Questo è un aspetto di grande importanza per comprendere chi è nostro Padre Dio e come ci tratta. Sarebbe un grave errore immaginarlo come un essere tremendo e lontano, che abita nei cieli infiniti, e si disinteressa delle creature alle quali Egli stesso ha dato l’esistenza.

Anche se desideriamo sinceramente comportarci come cristiani, questo pericolo ci sovrasta. «Bisogna convincersi che Dio ci sta vicino continuamente. Viviamo come se il Signore fosse lassù, lontano, dove brillano le stelle, e non pensiamo che è sempre al nostro fianco».

“Chi ascolta voi ascolta me”: la ragione dell’efficacia apostolica

Il segreto dello zelo apostolico di un discepolo di Cristo consiste nel suo amore verso il Maestro: è questo che lo spinge a dare la vita per gli altri, a spenderla nell’aiutarli a conoscere la Parola divina e a vivere secondo gli imperativi dell’Amore di Dio. Il suo zelo per le anime nasce da un amore per Cristo che, come ogni amore autentico, persegue l’identificazione con l’amato.

Questa è ragione della sua efficacia, perché allora si adempiono le parole di Gesù: «Chi ascolta voi ascolta me» (Lc 10, 16).

Come si ottiene questa identificazione? È lo Spirito Santo che opera l’incorporazione del discepolo nel Maestro; perciò anche il Paraclito presiede e muove tutta l’attività degli Apostoli e la riempie di efficacia. Senza l’assistenza dello Spirito Santo la creatura non potrebbe accogliere la Parola di Dio, non potrebbe credere; questo ha insegnato sempre la Chiesa, contro le diverse forme di autosufficienza umana nei confronti delle mete divine.
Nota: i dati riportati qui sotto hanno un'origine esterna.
// Instruction Codec
//
// Every instruction is [8-byte discriminator][little-endian args]. Account
// lists are fixed per operation kind and never depend on intent values.

pub mod claim;
pub mod initialize_vault;
pub mod stake;
pub mod unstake;

pub use claim::*;
pub use initialize_vault::*;
pub use stake::*;
pub use unstake::*;

use borsh::{BorshDeserialize, BorshSerialize};
use solana_sdk::{
    instruction::{AccountMeta, Instruction},
    pubkey::Pubkey,
};

use crate::amount::MinorUnitAmount;
use crate::constants::{CLAIM_IX, DISCRIMINATOR_LEN, INITIALIZE_VAULT_IX, STAKE_IX, UNSTAKE_IX};
use crate::discriminator::{discriminator_for, Discriminator};
use crate::errors::{Precondition, Result, VaultClientError};

#[derive(Debug, Clone, Copy, PartialEq, Eq, Hash)]
pub enum OperationKind {
    InitializeVault,
    Stake,
    Unstake,
    Claim,
}

impl OperationKind {
    pub const ALL: [OperationKind; 4] = [
        OperationKind::InitializeVault,
        OperationKind::Stake,
        OperationKind::Unstake,
        OperationKind::Claim,
    ];

    /// Instruction name as declared by the on-chain program.
    pub fn name(self) -> &'static str {
        match self {
            OperationKind::InitializeVault => INITIALIZE_VAULT_IX,
            OperationKind::Stake => STAKE_IX,
            OperationKind::Unstake => UNSTAKE_IX,
            OperationKind::Claim => CLAIM_IX,
        }
    }

    pub fn discriminator(self) -> Discriminator {
        discriminator_for(self.name())
    }

    pub fn from_discriminator(discriminator: &Discriminator) -> Option<Self> {
        Self::ALL
            .into_iter()
            .find(|kind| kind.discriminator() == *discriminator)
    }
}

/// A not-yet-submitted user operation against a stake.
///
/// `amount` is in minor units. Unstake and Claim always act on everything, so
/// their amount and duration are zero.
#[derive(Debug, Clone, Copy, PartialEq, Eq)]
pub struct StakeIntent {
    pub kind: OperationKind,
    pub amount: MinorUnitAmount,
    pub duration_days: u32,
}

impl StakeIntent {
    pub fn stake(amount: MinorUnitAmount, duration_days: u32) -> Self {
        Self {
            kind: OperationKind::Stake,
            amount,
            duration_days,
        }
    }

    pub fn unstake() -> Self {
        Self {
            kind: OperationKind::Unstake,
            amount: MinorUnitAmount::ZERO,
            duration_days: 0,
        }
    }

    pub fn claim() -> Self {
        Self {
            kind: OperationKind::Claim,
            amount: MinorUnitAmount::ZERO,
            duration_days: 0,
        }
    }

    /// Stake intents need a non-zero amount and duration before encoding.
    pub fn validate(&self) -> Result<()> {
        if self.kind == OperationKind::Stake {
            if self.amount.is_zero() {
                return Err(Precondition::ZeroAmount.into());
            }
            if self.duration_days == 0 {
                return Err(Precondition::ZeroDuration.into());
            }
        }
        Ok(())
    }
}

/// Encoded payload plus the ordered account roles it must be sent with.
#[derive(Debug, Clone, PartialEq, Eq)]
pub struct EncodedInstruction {
    pub kind: OperationKind,
    pub data: Vec<u8>,
    pub accounts: Vec<AccountMeta>,
}

impl EncodedInstruction {
    pub fn into_instruction(self, program_id: Pubkey) -> Instruction {
        Instruction {
            program_id,
            accounts: self.accounts,
            data: self.data,
        }
    }
}

/// Encode a user intent against the stake accounts of one (owner, vault) pair.
pub fn encode(intent: &StakeIntent, accounts: &StakeAccounts) -> Result<EncodedInstruction> {
    intent.validate()?;

    match intent.kind {
        OperationKind::Stake => {
            encode_stake(StakeArgs::new(intent.amount, intent.duration_days), accounts)
        }
        OperationKind::Unstake => Ok(encode_unstake(accounts)),
        OperationKind::Claim => Ok(encode_claim(accounts)),
        // Initialization is an authority operation with its own accounts
        OperationKind::InitializeVault => Err(Precondition::IntentKindMismatch {
            expected: OperationKind::Stake,
            actual: OperationKind::InitializeVault,
        }
        .into()),
    }
}

/// Decoded instruction payload.
#[derive(Debug, Clone, Copy, PartialEq, Eq)]
pub enum VaultInstruction {
    InitializeVault(InitializeVaultArgs),
    Stake(StakeArgs),
    Unstake,
    Claim,
}

impl VaultInstruction {
    pub fn kind(&self) -> OperationKind {
        match self {
            VaultInstruction::InitializeVault(_) => OperationKind::InitializeVault,
            VaultInstruction::Stake(_) => OperationKind::Stake,
            VaultInstruction::Unstake => OperationKind::Unstake,
            VaultInstruction::Claim => OperationKind::Claim,
        }
    }

    /// Decode instruction data, matching the discriminator against the four
    /// known operations.
    pub fn decode(data: &[u8]) -> Result<Self> {
        if data.len() < DISCRIMINATOR_LEN {
            return Err(VaultClientError::TruncatedRecord {
                kind: "instruction",
                expected: DISCRIMINATOR_LEN,
                actual: data.len(),
            });
        }

        let (head, args) = data.split_at(DISCRIMINATOR_LEN);
        let mut discriminator = [0u8; DISCRIMINATOR_LEN];
        discriminator.copy_from_slice(head);

        let kind = OperationKind::from_discriminator(&discriminator)
            .ok_or(VaultClientError::UnknownDiscriminator(discriminator))?;

        Ok(match kind {
            OperationKind::InitializeVault => {
                VaultInstruction::InitializeVault(decode_args(kind, args, InitializeVaultArgs::LEN)?)
            }
            OperationKind::Stake => VaultInstruction::Stake(decode_args(kind, args, StakeArgs::LEN)?),
            OperationKind::Unstake => VaultInstruction::Unstake,
            OperationKind::Claim => VaultInstruction::Claim,
        })
    }
}

// Discriminator followed by borsh-serialized args
pub(crate) fn instruction_data<A: BorshSerialize>(kind: OperationKind, args: &A) -> Result<Vec<u8>> {
    let mut data = kind.discriminator().to_vec();
    args.serialize(&mut data)?;
    Ok(data)
}

fn decode_args<A: BorshDeserialize>(kind: OperationKind, mut args: &[u8], len: usize) -> Result<A> {
    if args.len() < len {
        return Err(VaultClientError::TruncatedRecord {
            kind: kind.name(),
            expected: DISCRIMINATOR_LEN + len,
            actual: DISCRIMINATOR_LEN + args.len(),
        });
    }
    Ok(A::deserialize(&mut args)?)
}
Nessuno potrebbe vivere secondo questa Parola se il Paraclito non lo sostenesse costantemente con la sua grazia: non potrebbe sperare in Dio, non potrebbe amare come Cristo. Senza l’aiuto del Consolatore, le lezioni del Maestro e l’esempio del Modello non ci potrebbero giovare: vorremmo comportarci secondo i suoi insegnamenti e non potremmo, tenteremmo di imitare i suoi esempi e non ci riusciremmo.

Sant’Ireneo dava questa spiegazione: «Il Signore promise che avrebbe inviato il Paraclito affinché ci conformasse a Dio. Come senz’acqua non si può ottenere da una farina asciutta una massa compatta né un unico pane, noi, che siamo molti, non potremmo diventare uno in Cristo Gesù senza questa Acqua che viene dal Cielo. E così come la terra arida non fruttifica se non riceve acqua, noi, che prima eravamo un legno secco (cfr Lc 23, 31), non avremmo prodotto frutto se non fosse stato per questa pioggia che liberamente ci viene dall’alto».